Daily Briefing

Ten Things You Need to Know Today: 17 April 2021

The Week’s daily digest of the news agenda, published at 8am

1

Funeral to praise Philip’s ‘loyalty’

Prince Philip’s “unwavering loyalty” to the Queen and his “courage, fortitude and faith” will be praised at his funeral in Windsor today. There is a limit of 30 mourners at St George’s Chapel, under Covid rules. The Duke of Edinburgh’s association with the Royal Navy and love of the sea will be a focus of the ceremony but no sermon will be given, in line with his wishes.

2

Jab offered to pregnant women

Pregnant women in the UK have been given the go-ahead to receive a Covid vaccine. After a study in the US showed about 90,000 pregnant women had been vaccinated safely, the UK’s Joint Committee on Vaccination and Immunisation said all pregnant women would be offered the Pfizer or Moderna jab based on their age and clinical risk group.

3

Cameron in tax haven ‘hypocrisy’

David Cameron has been accused of “deep hypocrisy” after it was revealed that he is on the board of a tech company based in the “world’s worst tax haven”. Afiniti, a software business based in Hamilton, Bermuda, has implemented a structure that could allow profits to be transferred offshore to take advantage of lower tax rates.  The former PM once described such tax reduction strategies as “morally wrong” and “not fair on hardworking people”.

4

Moscow responds to US sanctions

Russia has sanctioned eight senior US administration officials, including FBI director Christopher Wray and Director of National Intelligence Avril Haines. The move came 24 hours after President Joe Biden announced sanctions against Moscow and warned against a “cycle of escalation”. The White House says the US sanctions were imposed response to cyber-attacks allegedly from Moscow, including last year’s “SolarWinds” hack.

5

Castro era to end in Cuba

The Castro family’s six decades in power is coming to an end after Raúl Castro announced that he is resigning as Cuban Communist Party leader.

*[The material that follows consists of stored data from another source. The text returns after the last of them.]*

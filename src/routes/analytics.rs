use axum::{extract::State, response::IntoResponse};

use crate::{
    dto::{
        analytics_dto::{CandidateAnalytics, EmployerAnalytics, PlatformAnalytics},
        envelope::ApiResponse,
        payment_dto::RevenueQuery,
    },
    error::Result,
    middleware::auth::CurrentUser,
    models::user::UserType,
    utils::validation::ListQuery,
    AppState,
};

#[utoipa::path(
    get,
    path = "/api/analytics/platform",
    responses(
        (status = 200, description = "Platform-wide counters", body = PlatformAnalytics),
        (status = 403, description = "Administrators only")
    )
)]
#[axum::debug_handler]
pub async fn platform(
    State(state): State<AppState>,
    current: CurrentUser,
) -> Result<impl IntoResponse> {
    current.require_role(&[UserType::Admin])?;
    let analytics: PlatformAnalytics = state.analytics_service.platform().await?;
    Ok(ApiResponse::ok(analytics))
}

#[utoipa::path(
    get,
    path = "/api/analytics/employer",
    responses(
        (status = 200, description = "Company dashboard", body = EmployerAnalytics),
        (status = 400, description = "No company profile yet"),
        (status = 403, description = "Employers only")
    )
)]
#[axum::debug_handler]
pub async fn employer(
    State(state): State<AppState>,
    current: CurrentUser,
) -> Result<impl IntoResponse> {
    current.require_role(&[UserType::Employer])?;
    let company_id = current.require_company()?;
    let analytics: EmployerAnalytics = state.analytics_service.employer(company_id).await?;
    Ok(ApiResponse::ok(analytics))
}

#[utoipa::path(
    get,
    path = "/api/analytics/candidate",
    responses(
        (status = 200, description = "Application outcomes for the caller", body = CandidateAnalytics),
        (status = 403, description = "Candidates only")
    )
)]
#[axum::debug_handler]
pub async fn candidate(
    State(state): State<AppState>,
    current: CurrentUser,
) -> Result<impl IntoResponse> {
    current.require_role(&[UserType::Candidate])?;
    let analytics: CandidateAnalytics = state.analytics_service.candidate(current.id).await?;
    Ok(ApiResponse::ok(analytics))
}

#[utoipa::path(
    get,
    path = "/api/analytics/revenue",
    params(
        ("from" = Option<String>, Query, description = "First day, YYYY-MM-DD"),
        ("to" = Option<String>, Query, description = "Last day, YYYY-MM-DD")
    ),
    responses(
        (status = 200, description = "Completed payment totals per month and type"),
        (status = 403, description = "Administrators only")
    )
)]
#[axum::debug_handler]
pub async fn revenue(
    State(state): State<AppState>,
    current: CurrentUser,
    ListQuery(query): ListQuery<RevenueQuery>,
) -> Result<impl IntoResponse> {
    current.require_role(&[UserType::Admin])?;
    let rows = state.analytics_service.revenue(query).await?;
    Ok(ApiResponse::ok(rows))
}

The 89-year-old told a party congress that he is handing over the leadership to a younger generation “full of passion and anti-imperialist spirit”. The BBC says “the reality is that, at least in the short term, little will change”.

6

Church minister protest passports

More than 1,200 church ministers have written to Boris Johnson asking him not to introduce Covid vaccine passports. In an open letter, Anglican and Catholic ministers warned such certificates could create a “surveillance state” and describe them as an “unethical form of coercion”. The papers would allow people to prove they have been vaccinated, had a negative test or had immunity from a confirmed infection in the previous six months.

7

Roger Stone sued over tax

Trump ally Roger Stone is being sued by the US Department of Justice, which accuses him of owing around $2m in unpaid federal income taxes. The civil lawsuit, filed in federal court in Florida, states that Stone and his wife, Nydia, used a commercial entity to “shield their personal income from enforced collection and fund a lavish lifestyle despite owing nearly $2m in unpaid taxes, interest and penalties”.

8

Peaky Blinders star dies

Helen McCrory, who starred in Peaky Blinders and the Harry Potter films, has died after a “heroic battle with cancer”, her husband Damian Lewis has announced. Peaky Blinders co-star Cillian Murphy described McCrory, who was 52, as a “gifted actor” and a “brilliant woman”. The Harry Potter Twitter account said the actress was “a wonderful actor and a very dear friend”.

9

Biden says shootings are ‘embarrassing’

Joe Biden says mass shootings are a “national embarrassment” that must end. “Too many Americans are dying every single day from gun violence. It stains our character and pierces the very soul of our nation,” said the US president, a day after eight people were killed in an attack at a FedEx facility in Indianapolis. Biden also urged Congress to ban military-style assault weapons.

10

FTSE reaches pandemic era high

The FTSE 100 has passed 7,000 points for the first time in 14 months in a £532bn comeback from pandemic lows. The index closed 0.5% or 36.03 points higher at 7019.53 as trillions of dollars in stimulus and the growing momentum behind vaccine roll-outs triggered a share “melt-up” and traders bet on a rapid worldwide bounceback. The Daily Telegraph says there is “surging optimism over the global economy”.